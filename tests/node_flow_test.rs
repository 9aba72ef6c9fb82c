//! End-to-end flows through the command layer: two nodes sharing a
//! filesystem-rooted hub, exercising resolution, metadata sync and content
//! transfer together.

use tempfile::TempDir;
use voltree::commands::{self, Node};
use voltree::config::Config;
use voltree::store::MetaStore;
use voltree::VoltreeError;

struct World {
    _dir: TempDir,
    alpha: Node,
    beta: Node,
    config: Config,
}

async fn world() -> World {
    let dir = TempDir::new().unwrap();
    let alpha = Node::open(&dir.path().join("alpha")).await.unwrap();
    let beta = Node::open(&dir.path().join("beta")).await.unwrap();
    let config = Config {
        hub_url: Some(format!("file://{}", dir.path().join("hub").display())),
        ..Default::default()
    };
    World {
        _dir: dir,
        alpha,
        beta,
        config,
    }
}

async fn write_and_snapshot(node: &Node, volume: &str, name: &str, data: &[u8]) {
    let vol = &node.current.find_volumes(volume).await.unwrap()[0];
    std::fs::write(&vol.mount_path, data).unwrap();
    commands::snapshot(node, volume, Some(name), None, false, None, None)
        .await
        .unwrap();
}

#[tokio::test]
async fn test_publish_fetch_pull_clone_across_nodes() {
    let w = world().await;

    // Node alpha builds a volume-set with one snapshot and publishes it.
    commands::init(&w.alpha, "team/myapp", None, Some("demo set"))
        .await
        .unwrap();
    commands::create(&w.alpha, "myapp", Some("work"), None)
        .await
        .unwrap();
    write_and_snapshot(&w.alpha, "work", "v1", b"release one contents").await;
    commands::sync(&w.alpha, &w.config, Some("myapp")).await.unwrap();
    commands::push(&w.alpha, &w.config, "v1").await.unwrap();

    // Node beta has never heard of it; fetch brings the metadata over.
    let out = commands::fetch(&w.beta, &w.config, Some("myapp")).await.unwrap();
    assert!(out.contains("synchronized"));
    let sets = w.beta.current.find_volume_sets("myapp").await.unwrap();
    assert_eq!(sets.len(), 1);
    assert_eq!(sets[0].qualified_name(), "team/myapp");

    // The snapshot arrived without content; pull localizes it.
    let snap = &w.beta.current.find_snapshots("v1").await.unwrap()[0];
    let err = commands::clone(&w.beta, "v1", Some("copy")).await.unwrap_err();
    assert!(matches!(err, VoltreeError::InvalidArgument(_)));
    commands::pull(&w.beta, &w.config, "v1").await.unwrap();

    commands::clone(&w.beta, "v1", Some("copy")).await.unwrap();
    let copy = &w.beta.current.find_volumes("copy").await.unwrap()[0];
    assert_eq!(
        std::fs::read(&copy.mount_path).unwrap(),
        b"release one contents"
    );
    assert_eq!(copy.base.as_ref(), Some(&snap.id));
}

#[tokio::test]
async fn test_branch_advance_syncs_without_spurious_conflict() {
    let w = world().await;

    commands::init(&w.alpha, "myapp", None, None).await.unwrap();
    commands::create(&w.alpha, "myapp", Some("work"), None)
        .await
        .unwrap();
    write_and_snapshot(&w.alpha, "work", "s1", b"one").await;
    commands::sync(&w.alpha, &w.config, Some("myapp")).await.unwrap();
    commands::fetch(&w.beta, &w.config, Some("myapp")).await.unwrap();

    // Alpha advances main to s2 and re-syncs; beta fetches the advance.
    write_and_snapshot(&w.alpha, "work", "s2", b"two").await;
    let out = commands::sync(&w.alpha, &w.config, Some("myapp")).await.unwrap();
    assert!(!out.contains("conflicts"));
    let out = commands::fetch(&w.beta, &w.config, Some("myapp")).await.unwrap();
    assert!(!out.contains("conflicts"));

    let vs = &w.beta.current.find_volume_sets("myapp").await.unwrap()[0];
    let main = w.beta.current.get_branch(&vs.id, "main").await.unwrap().unwrap();
    let s2 = &w.beta.current.find_snapshots("s2").await.unwrap()[0];
    assert_eq!(main.tip, s2.id);
    let s1 = &w.beta.current.find_snapshots("s1").await.unwrap()[0];
    assert_eq!(s2.parent.as_ref(), Some(&s1.id));
}

#[tokio::test]
async fn test_divergent_branch_reported_and_remote_wins() {
    let w = world().await;

    commands::init(&w.alpha, "myapp", None, None).await.unwrap();
    commands::create(&w.alpha, "myapp", Some("work"), None)
        .await
        .unwrap();
    write_and_snapshot(&w.alpha, "work", "s1", b"one").await;
    commands::sync(&w.alpha, &w.config, Some("myapp")).await.unwrap();
    commands::push(&w.alpha, &w.config, "myapp").await.unwrap();

    // Beta picks up the set and builds its own line of history.
    commands::fetch(&w.beta, &w.config, Some("myapp")).await.unwrap();
    commands::pull(&w.beta, &w.config, "myapp").await.unwrap();
    commands::clone(&w.beta, "main", Some("work-b")).await.unwrap();
    write_and_snapshot(&w.beta, "work-b", "s2-beta", b"beta line").await;

    // Meanwhile alpha advances main too and publishes first.
    write_and_snapshot(&w.alpha, "work", "s2-alpha", b"alpha line").await;
    commands::sync(&w.alpha, &w.config, Some("myapp")).await.unwrap();

    // Beta's sync diverges on main: remote wins, conflict is surfaced with
    // the displaced local tip still recoverable from the report.
    let out = commands::sync(&w.beta, &w.config, Some("myapp")).await.unwrap();
    assert!(out.contains("conflicts"));
    assert!(out.contains("main"));

    let vs = &w.beta.current.find_volume_sets("myapp").await.unwrap()[0];
    let main = w.beta.current.get_branch(&vs.id, "main").await.unwrap().unwrap();
    let s2a = &w.beta.current.find_snapshots("s2-alpha").await.unwrap()[0];
    assert_eq!(main.tip, s2a.id);
    // Beta's snapshot record itself is not lost.
    assert_eq!(w.beta.current.find_snapshots("s2-beta").await.unwrap().len(), 1);
}

#[tokio::test]
async fn test_push_whole_volumeset_then_second_node_pulls() {
    let w = world().await;

    commands::init(&w.alpha, "myapp", None, None).await.unwrap();
    commands::create(&w.alpha, "myapp", Some("work"), None)
        .await
        .unwrap();
    write_and_snapshot(&w.alpha, "work", "s1", b"first payload").await;
    write_and_snapshot(&w.alpha, "work", "s2", b"first payload plus more").await;
    commands::sync(&w.alpha, &w.config, Some("myapp")).await.unwrap();
    commands::push(&w.alpha, &w.config, "myapp").await.unwrap();

    commands::fetch(&w.beta, &w.config, Some("myapp")).await.unwrap();
    let out = commands::pull(&w.beta, &w.config, "myapp").await.unwrap();
    assert!(out.contains("pulled 2 snapshot(s)"));

    commands::clone(&w.beta, "s2", Some("copy")).await.unwrap();
    let copy = &w.beta.current.find_volumes("copy").await.unwrap()[0];
    assert_eq!(
        std::fs::read(&copy.mount_path).unwrap(),
        b"first payload plus more"
    );
}

#[tokio::test]
async fn test_sync_all_covers_every_volumeset() {
    let w = world().await;

    commands::init(&w.alpha, "one", None, None).await.unwrap();
    commands::init(&w.alpha, "two", None, None).await.unwrap();
    let out = commands::sync(&w.alpha, &w.config, None).await.unwrap();
    assert_eq!(out.matches("synchronized volumeset").count(), 2);

    let out = commands::fetch(&w.beta, &w.config, None).await.unwrap();
    assert_eq!(out.matches("synchronized volumeset").count(), 2);
    assert_eq!(w.beta.current.find_volume_sets("one").await.unwrap().len(), 1);
    assert_eq!(w.beta.current.find_volume_sets("two").await.unwrap().len(), 1);
}

#[tokio::test]
async fn test_sync_without_hub_is_a_config_error() {
    let w = world().await;
    commands::init(&w.alpha, "myapp", None, None).await.unwrap();
    let err = commands::sync(&w.alpha, &Config::default(), Some("myapp"))
        .await
        .unwrap_err();
    assert!(matches!(err, VoltreeError::Config(_)));
}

--*--

_Task description_: All of the data above should be transcribed exactly.

_Result_:
filename tests/node_flow_test.rs
repository 9aba72ef6c9fb82c
//! End-to-end flows through the command layer: two nodes sharing a
//! filesystem-rooted hub, exercising resolution, metadata sync and content
//! transfer together.

use tempfile::TempDir;
use voltree::commands::{self, Node};
use voltree::config::Config;
use voltree::store::MetaStore;
use voltree::VoltreeError;

struct World {
    _dir: TempDir,
    alpha: Node,
    beta: Node,
    config: Config,
}

async fn world() -> World {
    let dir = TempDir::new().unwrap();
    let alpha = Node::open(&dir.path().join("alpha")).await.unwrap();
    let beta = Node::open(&dir.path().join("beta")).await.unwrap();
    let config = Config {
        hub_url: Some(format!("file://{}", dir.path().join("hub").display())),
        ..Default::default()
    };
    World {
        _dir: dir,
        alpha,
        beta,
        config,
    }
}

async fn write_and_snapshot(node: &Node, volume: &str, name: &str, data: &[u8]) {
    let vol = &node.current.find_volumes(volume).await.unwrap()[0];
    std::fs::write(&vol.mount_path, data).unwrap();
    commands::snapshot(node, volume, Some(name), None, false, None, None)
        .await
        .unwrap();
}

#[tokio::test]
async fn test_publish_fetch_pull_clone_across_nodes() {
    let w = world().await;

    // Node alpha builds a volume-set with one snapshot and publishes it.
    commands::init(&w.alpha, "team/myapp", None, Some("demo set"))
        .await
        .unwrap();
    commands::create(&w.alpha, "myapp", Some("work"), None)
        .await
        .unwrap();
    write_and_snapshot(&w.alpha, "work", "v1", b"release one contents").await;
    commands::sync(&w.alpha, &w.config, Some("myapp")).await.unwrap();
    commands::push(&w.alpha, &w.config, "v1").await.unwrap();

    // Node beta has never heard of it; fetch brings the metadata over.
    let out = commands::fetch(&w.beta, &w.config, Some("myapp")).await.unwrap();
    assert!(out.contains("synchronized"));
    let sets = w.beta.current.find_volume_sets("myapp").await.unwrap();
    assert_eq!(sets.len(), 1);
    assert_eq!(sets[0].qualified_name(), "team/myapp");

    // The snapshot arrived without content; pull localizes it.
    let snap = &w.beta.current.find_snapshots("v1").await.unwrap()[0];
    let err = commands::clone(&w.beta, "v1", Some("copy")).await.unwrap_err();
    assert!(matches!(err, VoltreeError::InvalidArgument(_)));
    commands::pull(&w.beta, &w.config, "v1").await.unwrap();

    commands::clone(&w.beta, "v1", Some("copy")).await.unwrap();
    let copy = &w.beta.current.find_volumes("copy").await.unwrap()[0];
    assert_eq!(
        std::fs::read(&copy.mount_path).unwrap(),
        b"release one contents"
    );
    assert_eq!(copy.base.as_ref(), Some(&snap.id));
}

#[tokio::test]
async fn test_branch_advance_syncs_without_spurious_conflict() {
    let w = world().await;

    commands::init(&w.alpha, "myapp", None, None).await.unwrap();
    commands::create(&w.alpha, "myapp", Some("work"), None)
        .await
        .unwrap();
    write_and_snapshot(&w.alpha, "work", "s1", b"one").await;
    commands::sync(&w.alpha, &w.config, Some("myapp")).await.unwrap();
    commands::fetch(&w.beta, &w.config, Some("myapp")).await.unwrap();

    // Alpha advances main to s2 and re-syncs; beta fetches the advance.
    write_and_snapshot(&w.alpha, "work", "s2", b"two").await;
    let out = commands::sync(&w.alpha, &w.config, Some("myapp")).await.unwrap();
    assert!(!out.contains("conflicts"));
    let out = commands::fetch(&w.beta, &w.config, Some("myapp")).await.unwrap();
    assert!(!out.contains("conflicts"));

    let vs = &w.beta.current.find_volume_sets("myapp").await.unwrap()[0];
    let main = w.beta.current.get_branch(&vs.id, "main").await.unwrap().unwrap();
    let s2 = &w.beta.current.find_snapshots("s2").await.unwrap()[0];
    assert_eq!(main.tip, s2.id);
    let s1 = &w.beta.current.find_snapshots("s1").await.unwrap()[0];
    assert_eq!(s2.parent.as_ref(), Some(&s1.id));
}

#[tokio::test]
async fn test_divergent_branch_reported_and_remote_wins() {
    let w = world().await;

    commands::init(&w.alpha, "myapp", None, None).await.unwrap();
    commands::create(&w.alpha, "myapp", Some("work"), None)
        .await
        .unwrap();
    write_and_snapshot(&w.alpha, "work", "s1", b"one").await;
    commands::sync(&w.alpha, &w.config, Some("myapp")).await.unwrap();
    commands::push(&w.alpha, &w.config, "myapp").await.unwrap();

    // Beta picks up the set and builds its own line of history.
    commands::fetch(&w.beta, &w.config, Some("myapp")).await.unwrap();
    commands::pull(&w.beta, &w.config, "myapp").await.unwrap();
    commands::clone(&w.beta, "main", Some("work-b")).await.unwrap();
    write_and_snapshot(&w.beta, "work-b", "s2-beta", b"beta line").await;

    // Meanwhile alpha advances main too and publishes first.
    write_and_snapshot(&w.alpha, "work", "s2-alpha", b"alpha line").await;
    commands::sync(&w.alpha, &w.config, Some("myapp")).await.unwrap();

    // Beta's sync diverges on main: remote wins, conflict is surfaced with
    // the displaced local tip still recoverable from the report.
    let out = commands::sync(&w.beta, &w.config, Some("myapp")).await.unwrap();
    assert!(out.contains("conflicts"));
    assert!(out.contains("main"));

    let vs = &w.beta.current.find_volume_sets("myapp").await.unwrap()[0];
    let main = w.beta.current.get_branch(&vs.id, "main").await.unwrap().unwrap();
    let s2a = &w.beta.current.find_snapshots("s2-alpha").await.unwrap()[0];
    assert_eq!(main.tip, s2a.id);
    // Beta's snapshot record itself is not lost.
    assert_eq!(w.beta.current.find_snapshots("s2-beta").await.unwrap().len(), 1);
}

#[tokio::test]
async fn test_push_whole_volumeset_then_second_node_pulls() {
    let w = world().await;

    commands::init(&w.alpha, "myapp", None, None).await.unwrap();
    commands::create(&w.alpha, "myapp", Some("work"), None)
        .await
        .unwrap();
    write_and_snapshot(&w.alpha, "work", "s1", b"first payload").await;
    write_and_snapshot(&w.alpha, "work", "s2", b"first payload plus more").await;
    commands::sync(&w.alpha, &w.config, Some("myapp")).await.unwrap();
    commands::push(&w.alpha, &w.config, "myapp").await.unwrap();

    commands::fetch(&w.beta, &w.config, Some("myapp")).await.unwrap();
    let out = commands::pull(&w.beta, &w.config, "myapp").await.unwrap();
    assert!(out.contains("pulled 2 snapshot(s)"));

    commands::clone(&w.beta, "s2", Some("copy")).await.unwrap();
    let copy = &w.beta.current.find_volumes("copy").await.unwrap()[0];
    assert_eq!(
        std::fs::read(&copy.mount_path).unwrap(),
        b"first payload plus more"
    );
}

#[tokio::test]
async fn test_sync_all_covers_every_volumeset() {
    let w = world().await;

    commands::init(&w.alpha, "one", None, None).await.unwrap();
    commands::init(&w.alpha, "two", None, None).await.unwrap();
    let out = commands::sync(&w.alpha, &w.config, None).await.unwrap();
    assert_eq!(out.matches("synchronized volumeset").count(), 2);

    let out = commands::fetch(&w.beta, &w.config, None).await.unwrap();
    assert_eq!(out.matches("synchronized volumeset").count(), 2);
    assert_eq!(w.beta.current.find_volume_sets("one").await.unwrap().len(), 1);
    assert_eq!(w.beta.current.find_volume_sets("two").await.unwrap().len(), 1);
}

#[tokio::test]
async fn test_sync_without_hub_is_a_config_error() {
    let w = world().await;
    commands::init(&w.alpha, "myapp", None, None).await.unwrap();
    let err = commands::sync(&w.alpha, &Config::default(), Some("myapp"))
        .await
        .unwrap_err();
    assert!(matches!(err, VoltreeError::Config(_)));
}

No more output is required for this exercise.